Since the reproductive success of many plants hinges upon animal pollen vectors, variation in floral visitation behavior by pollinators has important consequences for plant fitness. While work investigating pollinator quality has focused on differences among rather than within pollinator species, sex-associated variation has been reported to drive a number of large and discrete differences in the behavior and morphology of many pollinators. Whether these differences are large or prevalent enough to impact community-level or network-level processes, however, is unknown. To determine whether male and female pollinators differ in their network roles and whether these differences affect network architecture, we analyzed an extensive dataset of 309 networks collected over 10 years.
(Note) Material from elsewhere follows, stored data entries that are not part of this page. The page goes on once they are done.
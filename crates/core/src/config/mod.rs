//! Deployment configuration with layered loading.
//!
//! Loading precedence (highest wins):
//!
//! 1. Environment variables (SHELLCACHE_*)
//! 2. TOML config file (if SHELLCACHE_CONFIG_FILE set)
//! 3. Built-in defaults
//!
//! The version identifier and asset manifest are fixed for the life of a
//! deployment; changing either requires a restart, which provisions a new
//! generation.

use std::path::PathBuf;
use std::time::Duration;

use figment::{
    Figment,
    providers::{Env, Format, Serialized, Toml},
};
use serde::{Deserialize, Serialize};

use crate::manifest::{AssetManifest, CACHE_PREFIX, CACHE_VERSION, CacheName, DEFAULT_ASSETS};

mod validation;

pub use validation::ConfigError;

/// Environment variable naming an optional TOML config file.
pub const CONFIG_FILE_ENV: &str = "SHELLCACHE_CONFIG_FILE";

/// Prefix for environment overrides.
pub const ENV_PREFIX: &str = "SHELLCACHE_";

/// Deployment configuration for the cache agent.
#[derive(Debug, Clone, Serialize, Deserialize)]
pub struct AppConfig {
    /// Prefix shared by all generations this deployment owns.
    #[serde(default = "default_cache_prefix")]
    pub cache_prefix: String,

    /// Version identifier. Bumping it invalidates every older generation.
    #[serde(default = "default_cache_version")]
    pub cache_version: String,

    /// Paths pre-cached on install, in order.
    #[serde(default = "default_manifest")]
    pub manifest: Vec<String>,

    /// Origin of the application whose requests are intercepted.
    #[serde(default = "default_origin")]
    pub origin: String,

    /// Address the agent listens on.
    #[serde(default = "default_listen_addr")]
    pub listen_addr: String,

    /// Path to the SQLite cache store.
    #[serde(default = "default_db_path")]
    pub db_path: PathBuf,

    /// User-Agent for requests the agent originates.
    #[serde(default = "default_user_agent")]
    pub user_agent: String,

    /// Maximum request or response body size in bytes.
    #[serde(default = "default_max_bytes")]
    pub max_bytes: usize,

    /// Network timeout in milliseconds, enforced by the HTTP client.
    #[serde(default = "default_timeout_ms")]
    pub timeout_ms: u64,

    /// Seconds between install attempts after a failed install. 0 disables.
    #[serde(default = "default_install_retry_secs")]
    pub install_retry_secs: u64,

    /// Most clients tracked at once; the least recently seen is dropped.
    #[serde(default = "default_max_clients")]
    pub max_clients: usize,

    /// Seconds after which a silent client is forgotten.
    #[serde(default = "default_client_idle_secs")]
    pub client_idle_secs: u64,
}

fn default_cache_prefix() -> String {
    CACHE_PREFIX.into()
}

fn default_cache_version() -> String {
    CACHE_VERSION.into()
}

fn default_manifest() -> Vec<String> {
    DEFAULT_ASSETS.iter().map(|p| p.to_string()).collect()
}

fn default_origin() -> String {
    "http://127.0.0.1:8501".into()
}

fn default_listen_addr() -> String {
    "127.0.0.1:8080".into()
}

fn default_db_path() -> PathBuf {
    PathBuf::from("./shellcache.sqlite")
}

fn default_user_agent() -> String {
    "shellcache/0.1".into()
}

fn default_max_bytes() -> usize {
    5_242_880 // 5MB
}

fn default_timeout_ms() -> u64 {
    20_000
}

fn default_install_retry_secs() -> u64 {
    30
}

fn default_max_clients() -> usize {
    1024
}

fn default_client_idle_secs() -> u64 {
    1800
}

impl Default for AppConfig {
    fn default() -> Self {
        Self {
            cache_prefix: default_cache_prefix(),
            cache_version: default_cache_version(),
            manifest: default_manifest(),
            origin: default_origin(),
            listen_addr: default_listen_addr(),
            db_path: default_db_path(),
            user_agent: default_user_agent(),
            max_bytes: default_max_bytes(),
            timeout_ms: default_timeout_ms(),
            install_retry_secs: default_install_retry_secs(),
            max_clients: default_max_clients(),
            client_idle_secs: default_client_idle_secs(),
        }
    }
}

impl AppConfig {
    /// Timeout as Duration for use with reqwest/tokio.
    pub fn timeout(&self) -> Duration {
        Duration::from_millis(self.timeout_ms)
    }

    /// Delay between install attempts, if retries are enabled.
    pub fn install_retry(&self) -> Option<Duration> {
        (self.install_retry_secs > 0).then(|| Duration::from_secs(self.install_retry_secs))
    }

    pub fn client_idle(&self) -> Duration {
        Duration::from_secs(self.client_idle_secs)
    }

    /// Name of the generation this deployment provisions.
    pub fn cache_name(&self) -> CacheName {
        CacheName::new(&self.cache_prefix, &self.cache_version)
    }

    pub fn asset_manifest(&self) -> AssetManifest {
        AssetManifest::new(self.manifest.iter().cloned())
    }

    /// Load configuration from all sources with layered precedence.
    ///
    /// # Errors
    ///
    /// Returns `ConfigError` if the file cannot be read, a value cannot be
    /// parsed, or validation fails.
    pub fn load() -> Result<Self, ConfigError> {
        Self::from_figment(Self::figment())
    }

    /// The layered provider stack used by [`AppConfig::load`].
    pub fn figment() -> Figment {
        let mut figment = Figment::from(Serialized::defaults(Self::default()));

        if let Ok(config_path) = std::env::var(CONFIG_FILE_ENV) {
            figment = figment.merge(Toml::file(&config_path));
        }

        figment.merge(
            Env::prefixed(ENV_PREFIX)
                .ignore(&["CONFIG_FILE"])
                .map(|key| key.as_str().to_lowercase().into())
                .split("__"),
        )
    }

    /// Extract and validate a configuration from any provider stack.
    pub fn from_figment(figment: Figment) -> Result<Self, ConfigError> {
        let config: Self = figment.extract().map_err(|e| ConfigError::LoadFailed(e.to_string()))?;

        config.validate()?;

        Ok(config)
    }
}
Using a simulated null model approach, we compared networks with nodes split by sex to networks split randomly. 1) At the node level, we predicted that the sexes would occupy different network roles, with opportunistically foraging males visiting more species but being less central to the networks, and with males and females visiting different communities of partners. 2) At the network level, we predicted that differences in partner identity and foraging patterns would result in more specialized and vulnerable networks overall.

Results/Conclusions

We report 2 main findings. 1) Contrary to predictions, females tended to have higher connectedness (degree) than males; the magnitude of this difference was significantly higher than null expectations in 11% of observations. Females were also less central to the networks (closeness centrality), less specialized in their partners (d’), and visited different partners than males (Morisita-Horn dissimilarity), with observed differences being significantly larger than the null in 19%, 14%, and 17% of observations. 2) Networks with nodes split by sex tended to be less nested (NODF), more specialized (H2) and as a result had lower niche overlap between nodes, with 7%, 14%, and 12% of networks showing values significantly different from expectations. Together, these results suggest that sex differences in pollinator behavior are widespread and can impact the roles individuals play within plant-pollinator communities as well as overall network function. It is also clear, however, that many species show relatively small differences between the sexes despite differences in behavior; this may be because intrinsic specialization or a limited flower community constrains the visitation patterns of the sexes to be similar. We conclude that understanding sex-associated variation is important in its broad generality and cannot be treated simply as random variation.